*** Begin section ***

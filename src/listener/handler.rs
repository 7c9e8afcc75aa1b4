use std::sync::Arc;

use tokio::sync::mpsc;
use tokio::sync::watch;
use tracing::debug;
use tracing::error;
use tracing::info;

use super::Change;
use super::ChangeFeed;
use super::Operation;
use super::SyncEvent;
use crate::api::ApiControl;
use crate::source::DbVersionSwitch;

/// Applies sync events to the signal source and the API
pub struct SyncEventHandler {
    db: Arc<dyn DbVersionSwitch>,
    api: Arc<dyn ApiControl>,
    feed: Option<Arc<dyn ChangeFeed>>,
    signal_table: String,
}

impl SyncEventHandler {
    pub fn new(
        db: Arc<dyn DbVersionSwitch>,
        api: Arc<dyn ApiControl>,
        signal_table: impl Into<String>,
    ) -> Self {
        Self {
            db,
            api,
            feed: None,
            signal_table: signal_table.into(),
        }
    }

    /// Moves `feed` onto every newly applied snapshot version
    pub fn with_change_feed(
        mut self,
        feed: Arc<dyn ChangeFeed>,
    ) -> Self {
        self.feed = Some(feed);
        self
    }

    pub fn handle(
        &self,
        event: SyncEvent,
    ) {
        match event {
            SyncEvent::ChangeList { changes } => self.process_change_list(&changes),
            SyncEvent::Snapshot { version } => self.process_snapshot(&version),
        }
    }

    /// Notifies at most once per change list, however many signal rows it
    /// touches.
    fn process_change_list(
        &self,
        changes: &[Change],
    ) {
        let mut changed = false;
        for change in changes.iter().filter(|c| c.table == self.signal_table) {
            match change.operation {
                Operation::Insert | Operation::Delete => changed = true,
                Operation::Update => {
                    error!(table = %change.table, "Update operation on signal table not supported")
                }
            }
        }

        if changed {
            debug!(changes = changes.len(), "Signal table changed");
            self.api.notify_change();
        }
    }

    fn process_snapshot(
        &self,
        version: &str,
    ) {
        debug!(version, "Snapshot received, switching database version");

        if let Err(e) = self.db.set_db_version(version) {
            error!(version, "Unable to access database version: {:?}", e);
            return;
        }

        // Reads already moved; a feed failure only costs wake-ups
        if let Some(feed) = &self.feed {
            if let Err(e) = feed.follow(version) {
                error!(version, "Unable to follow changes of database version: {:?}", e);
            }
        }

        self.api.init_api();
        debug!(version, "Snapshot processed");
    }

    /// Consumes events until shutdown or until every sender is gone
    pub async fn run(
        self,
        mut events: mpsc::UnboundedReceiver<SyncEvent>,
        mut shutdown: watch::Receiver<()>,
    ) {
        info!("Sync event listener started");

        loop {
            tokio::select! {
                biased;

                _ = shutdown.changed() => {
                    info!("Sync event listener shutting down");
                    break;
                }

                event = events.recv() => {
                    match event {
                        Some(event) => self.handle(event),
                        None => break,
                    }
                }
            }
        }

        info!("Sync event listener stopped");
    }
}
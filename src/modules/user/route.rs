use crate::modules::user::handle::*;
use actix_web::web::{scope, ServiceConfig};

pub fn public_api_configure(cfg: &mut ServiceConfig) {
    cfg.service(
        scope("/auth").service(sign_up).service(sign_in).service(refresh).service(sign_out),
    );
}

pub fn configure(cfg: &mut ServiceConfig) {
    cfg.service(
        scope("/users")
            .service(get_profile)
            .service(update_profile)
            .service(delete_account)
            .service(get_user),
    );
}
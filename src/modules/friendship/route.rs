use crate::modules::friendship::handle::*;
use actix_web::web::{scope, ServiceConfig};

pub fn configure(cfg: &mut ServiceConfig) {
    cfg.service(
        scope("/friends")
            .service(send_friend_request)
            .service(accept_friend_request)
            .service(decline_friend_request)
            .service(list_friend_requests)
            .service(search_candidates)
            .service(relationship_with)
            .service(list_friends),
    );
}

*** End section ***
*** Begin section ***

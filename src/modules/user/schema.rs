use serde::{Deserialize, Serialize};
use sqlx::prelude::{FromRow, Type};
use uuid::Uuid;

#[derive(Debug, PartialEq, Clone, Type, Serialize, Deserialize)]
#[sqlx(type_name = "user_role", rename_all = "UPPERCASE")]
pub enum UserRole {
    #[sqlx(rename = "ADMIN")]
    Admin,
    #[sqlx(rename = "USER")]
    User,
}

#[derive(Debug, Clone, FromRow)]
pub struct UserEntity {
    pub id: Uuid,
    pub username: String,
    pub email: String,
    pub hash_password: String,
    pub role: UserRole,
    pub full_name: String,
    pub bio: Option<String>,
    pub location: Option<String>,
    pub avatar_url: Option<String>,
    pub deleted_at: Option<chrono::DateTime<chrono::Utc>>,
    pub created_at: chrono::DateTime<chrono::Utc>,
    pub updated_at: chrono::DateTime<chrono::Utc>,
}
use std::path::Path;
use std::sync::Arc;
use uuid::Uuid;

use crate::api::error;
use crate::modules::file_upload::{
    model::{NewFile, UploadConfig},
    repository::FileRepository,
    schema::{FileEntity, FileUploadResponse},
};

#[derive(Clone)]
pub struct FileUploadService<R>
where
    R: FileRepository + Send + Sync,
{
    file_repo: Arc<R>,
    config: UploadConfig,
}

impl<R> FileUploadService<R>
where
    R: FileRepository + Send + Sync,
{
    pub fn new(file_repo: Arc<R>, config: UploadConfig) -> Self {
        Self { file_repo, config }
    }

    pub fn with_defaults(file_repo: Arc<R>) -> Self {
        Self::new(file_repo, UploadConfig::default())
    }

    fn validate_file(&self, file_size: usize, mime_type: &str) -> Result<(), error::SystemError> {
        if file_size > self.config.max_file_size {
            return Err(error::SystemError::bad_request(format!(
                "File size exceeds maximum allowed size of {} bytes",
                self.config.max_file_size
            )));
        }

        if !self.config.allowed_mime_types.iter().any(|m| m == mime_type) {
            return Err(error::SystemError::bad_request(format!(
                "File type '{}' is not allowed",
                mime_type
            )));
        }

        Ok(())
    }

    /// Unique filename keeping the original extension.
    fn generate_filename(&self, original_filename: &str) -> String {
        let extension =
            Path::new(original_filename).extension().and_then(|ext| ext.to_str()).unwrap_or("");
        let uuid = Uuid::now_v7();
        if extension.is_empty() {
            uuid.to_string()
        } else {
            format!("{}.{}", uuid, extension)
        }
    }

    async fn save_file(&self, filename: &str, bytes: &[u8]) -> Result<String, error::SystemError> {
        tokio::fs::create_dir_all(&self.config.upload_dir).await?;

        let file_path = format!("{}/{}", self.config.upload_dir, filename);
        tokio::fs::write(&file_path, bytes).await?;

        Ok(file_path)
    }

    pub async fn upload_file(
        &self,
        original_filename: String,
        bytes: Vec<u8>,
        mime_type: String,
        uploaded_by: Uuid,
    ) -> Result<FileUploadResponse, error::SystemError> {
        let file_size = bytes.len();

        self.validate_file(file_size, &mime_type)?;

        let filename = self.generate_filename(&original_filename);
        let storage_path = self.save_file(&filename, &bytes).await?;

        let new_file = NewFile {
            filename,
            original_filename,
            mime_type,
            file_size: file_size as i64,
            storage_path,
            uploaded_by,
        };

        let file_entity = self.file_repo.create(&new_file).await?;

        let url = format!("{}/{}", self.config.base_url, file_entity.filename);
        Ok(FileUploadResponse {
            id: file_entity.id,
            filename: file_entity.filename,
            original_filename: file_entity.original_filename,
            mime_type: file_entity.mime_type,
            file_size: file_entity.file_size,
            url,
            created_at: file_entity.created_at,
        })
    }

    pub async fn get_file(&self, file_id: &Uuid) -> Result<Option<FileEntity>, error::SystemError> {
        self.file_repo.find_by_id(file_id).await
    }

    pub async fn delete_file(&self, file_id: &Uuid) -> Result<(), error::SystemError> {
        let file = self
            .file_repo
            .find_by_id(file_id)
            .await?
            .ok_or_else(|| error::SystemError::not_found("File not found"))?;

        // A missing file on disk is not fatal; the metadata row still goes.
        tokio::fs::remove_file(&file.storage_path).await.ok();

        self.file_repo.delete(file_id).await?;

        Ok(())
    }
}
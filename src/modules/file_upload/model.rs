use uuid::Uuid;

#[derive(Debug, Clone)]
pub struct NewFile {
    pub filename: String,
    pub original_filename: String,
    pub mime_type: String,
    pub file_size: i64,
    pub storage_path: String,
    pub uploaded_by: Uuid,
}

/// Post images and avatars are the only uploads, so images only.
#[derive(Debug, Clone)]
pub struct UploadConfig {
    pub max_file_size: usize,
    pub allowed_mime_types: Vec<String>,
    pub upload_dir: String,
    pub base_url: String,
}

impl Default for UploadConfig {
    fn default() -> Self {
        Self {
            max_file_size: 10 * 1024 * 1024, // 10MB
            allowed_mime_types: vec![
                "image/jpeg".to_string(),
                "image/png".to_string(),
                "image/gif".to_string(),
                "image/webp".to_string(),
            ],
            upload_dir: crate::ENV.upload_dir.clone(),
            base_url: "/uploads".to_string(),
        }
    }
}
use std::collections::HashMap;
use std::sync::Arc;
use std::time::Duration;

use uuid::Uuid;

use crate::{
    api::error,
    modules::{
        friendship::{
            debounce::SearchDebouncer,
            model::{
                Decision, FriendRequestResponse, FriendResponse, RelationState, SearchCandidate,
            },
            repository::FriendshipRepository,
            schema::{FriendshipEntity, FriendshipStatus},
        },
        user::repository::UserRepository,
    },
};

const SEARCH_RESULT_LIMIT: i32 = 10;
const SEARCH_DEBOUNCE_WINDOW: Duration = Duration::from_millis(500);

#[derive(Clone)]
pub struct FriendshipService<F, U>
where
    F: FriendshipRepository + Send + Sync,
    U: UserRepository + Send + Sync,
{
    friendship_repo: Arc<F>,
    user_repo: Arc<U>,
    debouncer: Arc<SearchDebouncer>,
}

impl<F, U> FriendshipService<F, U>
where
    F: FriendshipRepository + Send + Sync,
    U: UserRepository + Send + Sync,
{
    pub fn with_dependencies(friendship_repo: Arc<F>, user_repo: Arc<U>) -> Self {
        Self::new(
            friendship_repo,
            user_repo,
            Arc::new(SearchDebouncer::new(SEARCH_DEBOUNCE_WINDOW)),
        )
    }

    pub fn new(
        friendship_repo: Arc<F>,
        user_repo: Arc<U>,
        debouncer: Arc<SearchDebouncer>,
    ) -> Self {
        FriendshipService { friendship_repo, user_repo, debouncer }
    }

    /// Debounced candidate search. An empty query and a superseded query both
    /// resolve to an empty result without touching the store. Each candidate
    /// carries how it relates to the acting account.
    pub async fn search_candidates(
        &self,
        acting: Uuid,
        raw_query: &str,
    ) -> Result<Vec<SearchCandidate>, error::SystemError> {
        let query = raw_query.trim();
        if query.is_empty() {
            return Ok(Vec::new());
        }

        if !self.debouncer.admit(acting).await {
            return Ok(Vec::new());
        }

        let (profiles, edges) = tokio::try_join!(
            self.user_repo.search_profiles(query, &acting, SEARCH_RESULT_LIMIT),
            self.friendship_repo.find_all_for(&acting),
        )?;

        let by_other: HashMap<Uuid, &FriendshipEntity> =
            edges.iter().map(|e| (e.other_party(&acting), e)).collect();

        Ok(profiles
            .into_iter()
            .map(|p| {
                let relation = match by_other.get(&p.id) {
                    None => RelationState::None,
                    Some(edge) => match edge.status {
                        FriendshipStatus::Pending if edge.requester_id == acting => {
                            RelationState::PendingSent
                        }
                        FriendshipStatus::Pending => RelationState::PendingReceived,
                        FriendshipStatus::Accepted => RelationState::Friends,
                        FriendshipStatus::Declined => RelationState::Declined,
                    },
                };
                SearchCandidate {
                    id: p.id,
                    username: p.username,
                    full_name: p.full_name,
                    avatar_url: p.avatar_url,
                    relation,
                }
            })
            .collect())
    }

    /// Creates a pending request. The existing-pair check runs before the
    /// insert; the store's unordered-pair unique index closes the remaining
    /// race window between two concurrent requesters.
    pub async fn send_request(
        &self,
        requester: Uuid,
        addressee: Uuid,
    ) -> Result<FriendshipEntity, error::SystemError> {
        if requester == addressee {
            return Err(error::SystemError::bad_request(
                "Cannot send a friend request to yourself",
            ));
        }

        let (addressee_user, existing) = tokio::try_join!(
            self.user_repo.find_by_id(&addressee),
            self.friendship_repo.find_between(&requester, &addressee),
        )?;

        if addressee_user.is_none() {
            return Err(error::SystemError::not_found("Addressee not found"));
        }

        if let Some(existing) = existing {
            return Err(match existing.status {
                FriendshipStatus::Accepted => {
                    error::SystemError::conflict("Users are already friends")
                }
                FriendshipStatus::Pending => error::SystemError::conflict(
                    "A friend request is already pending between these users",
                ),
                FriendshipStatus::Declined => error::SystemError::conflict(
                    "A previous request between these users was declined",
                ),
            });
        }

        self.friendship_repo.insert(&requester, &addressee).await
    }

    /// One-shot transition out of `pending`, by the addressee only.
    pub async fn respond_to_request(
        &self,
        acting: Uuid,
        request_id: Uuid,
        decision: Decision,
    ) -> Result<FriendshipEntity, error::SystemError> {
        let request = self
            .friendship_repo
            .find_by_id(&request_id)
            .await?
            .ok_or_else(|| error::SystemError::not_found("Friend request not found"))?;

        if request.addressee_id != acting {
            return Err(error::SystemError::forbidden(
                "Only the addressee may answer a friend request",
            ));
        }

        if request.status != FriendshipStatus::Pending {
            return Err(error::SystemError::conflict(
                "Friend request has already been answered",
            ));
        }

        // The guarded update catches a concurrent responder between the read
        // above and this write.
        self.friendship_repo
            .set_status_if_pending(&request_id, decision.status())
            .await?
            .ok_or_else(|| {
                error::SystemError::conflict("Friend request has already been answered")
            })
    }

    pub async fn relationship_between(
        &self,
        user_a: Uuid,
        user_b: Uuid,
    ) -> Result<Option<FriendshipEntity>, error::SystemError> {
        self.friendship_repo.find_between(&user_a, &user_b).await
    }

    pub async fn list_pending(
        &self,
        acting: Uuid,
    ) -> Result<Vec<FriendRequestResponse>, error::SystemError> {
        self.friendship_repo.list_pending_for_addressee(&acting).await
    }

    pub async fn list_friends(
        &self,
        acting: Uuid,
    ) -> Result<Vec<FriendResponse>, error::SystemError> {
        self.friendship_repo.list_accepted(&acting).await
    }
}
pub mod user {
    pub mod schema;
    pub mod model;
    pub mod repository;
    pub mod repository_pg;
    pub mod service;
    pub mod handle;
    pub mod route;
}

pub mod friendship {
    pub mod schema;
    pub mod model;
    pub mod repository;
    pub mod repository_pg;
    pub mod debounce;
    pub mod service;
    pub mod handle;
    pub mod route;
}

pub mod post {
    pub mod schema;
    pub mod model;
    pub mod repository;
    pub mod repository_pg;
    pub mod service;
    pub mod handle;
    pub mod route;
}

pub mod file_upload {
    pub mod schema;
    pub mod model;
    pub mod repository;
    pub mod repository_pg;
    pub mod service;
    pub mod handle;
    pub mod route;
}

*** End section ***
*** Begin section ***

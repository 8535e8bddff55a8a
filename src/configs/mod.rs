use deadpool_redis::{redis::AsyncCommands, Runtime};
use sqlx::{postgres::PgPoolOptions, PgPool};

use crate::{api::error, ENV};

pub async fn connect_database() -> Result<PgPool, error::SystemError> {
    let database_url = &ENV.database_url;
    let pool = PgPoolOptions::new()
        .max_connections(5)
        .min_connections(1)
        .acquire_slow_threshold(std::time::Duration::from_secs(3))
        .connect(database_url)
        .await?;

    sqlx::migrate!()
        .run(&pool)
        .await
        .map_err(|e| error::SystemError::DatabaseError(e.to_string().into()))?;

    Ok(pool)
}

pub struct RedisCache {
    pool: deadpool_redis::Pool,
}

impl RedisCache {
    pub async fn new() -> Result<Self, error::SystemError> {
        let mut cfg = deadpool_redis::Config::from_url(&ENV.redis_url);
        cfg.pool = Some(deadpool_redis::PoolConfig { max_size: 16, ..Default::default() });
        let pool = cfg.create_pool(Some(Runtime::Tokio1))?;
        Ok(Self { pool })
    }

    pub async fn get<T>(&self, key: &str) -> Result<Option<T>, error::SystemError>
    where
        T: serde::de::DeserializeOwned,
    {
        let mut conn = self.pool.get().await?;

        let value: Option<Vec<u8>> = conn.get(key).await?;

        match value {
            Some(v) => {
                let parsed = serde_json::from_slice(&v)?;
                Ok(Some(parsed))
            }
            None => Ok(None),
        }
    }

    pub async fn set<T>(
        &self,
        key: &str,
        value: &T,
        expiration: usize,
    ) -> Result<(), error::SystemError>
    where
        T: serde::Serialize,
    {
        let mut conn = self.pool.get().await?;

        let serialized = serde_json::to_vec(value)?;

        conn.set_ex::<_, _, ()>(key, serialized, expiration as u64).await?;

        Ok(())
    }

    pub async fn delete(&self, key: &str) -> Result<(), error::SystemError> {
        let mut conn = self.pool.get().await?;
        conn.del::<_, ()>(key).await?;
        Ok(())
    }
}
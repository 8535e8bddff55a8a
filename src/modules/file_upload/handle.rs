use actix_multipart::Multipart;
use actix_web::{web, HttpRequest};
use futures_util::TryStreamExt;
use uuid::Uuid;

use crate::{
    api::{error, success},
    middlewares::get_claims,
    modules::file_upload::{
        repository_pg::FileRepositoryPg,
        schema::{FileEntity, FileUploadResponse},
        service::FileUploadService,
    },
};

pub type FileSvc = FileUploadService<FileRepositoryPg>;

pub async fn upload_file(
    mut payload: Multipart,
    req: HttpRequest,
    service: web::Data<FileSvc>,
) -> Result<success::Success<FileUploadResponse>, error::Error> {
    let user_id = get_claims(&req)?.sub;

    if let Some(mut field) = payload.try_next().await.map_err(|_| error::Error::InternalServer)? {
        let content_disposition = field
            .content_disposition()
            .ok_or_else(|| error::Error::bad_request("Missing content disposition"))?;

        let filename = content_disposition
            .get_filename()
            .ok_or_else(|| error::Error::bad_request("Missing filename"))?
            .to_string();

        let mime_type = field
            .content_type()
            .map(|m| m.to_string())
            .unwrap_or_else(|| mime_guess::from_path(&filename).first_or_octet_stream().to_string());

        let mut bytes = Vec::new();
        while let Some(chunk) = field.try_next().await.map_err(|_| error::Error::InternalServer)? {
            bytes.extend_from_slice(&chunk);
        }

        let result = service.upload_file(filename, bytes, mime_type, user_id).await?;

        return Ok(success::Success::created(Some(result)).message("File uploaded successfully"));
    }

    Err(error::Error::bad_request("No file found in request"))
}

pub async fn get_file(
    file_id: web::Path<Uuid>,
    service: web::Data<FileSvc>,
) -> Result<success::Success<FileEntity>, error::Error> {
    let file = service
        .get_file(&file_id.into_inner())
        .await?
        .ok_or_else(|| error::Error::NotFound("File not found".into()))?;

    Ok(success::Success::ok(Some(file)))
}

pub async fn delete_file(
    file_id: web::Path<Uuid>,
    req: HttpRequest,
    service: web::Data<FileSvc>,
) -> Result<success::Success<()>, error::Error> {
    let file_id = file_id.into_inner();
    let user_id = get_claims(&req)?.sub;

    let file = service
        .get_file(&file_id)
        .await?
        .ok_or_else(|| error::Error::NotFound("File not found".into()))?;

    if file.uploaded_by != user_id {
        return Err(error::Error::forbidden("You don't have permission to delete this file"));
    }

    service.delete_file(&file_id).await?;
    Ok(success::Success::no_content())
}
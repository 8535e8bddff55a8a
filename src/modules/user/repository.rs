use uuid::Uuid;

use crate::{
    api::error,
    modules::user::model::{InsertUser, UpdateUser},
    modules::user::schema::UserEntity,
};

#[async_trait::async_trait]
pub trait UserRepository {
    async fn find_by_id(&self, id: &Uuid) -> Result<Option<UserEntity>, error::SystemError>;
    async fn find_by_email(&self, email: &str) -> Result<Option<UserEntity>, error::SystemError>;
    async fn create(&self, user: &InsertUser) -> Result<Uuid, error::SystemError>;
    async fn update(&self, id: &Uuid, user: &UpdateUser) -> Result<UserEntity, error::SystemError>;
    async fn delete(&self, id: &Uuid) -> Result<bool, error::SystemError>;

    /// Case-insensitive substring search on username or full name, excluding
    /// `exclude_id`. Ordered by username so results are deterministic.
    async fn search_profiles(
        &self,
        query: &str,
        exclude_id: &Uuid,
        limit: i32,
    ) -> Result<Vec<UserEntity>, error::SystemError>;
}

*** End section ***

(WHAT IS NEEDED) State in a single number how many lines in the data include the word "ChangeFeed".

(PROBLEM SOLUTION) 3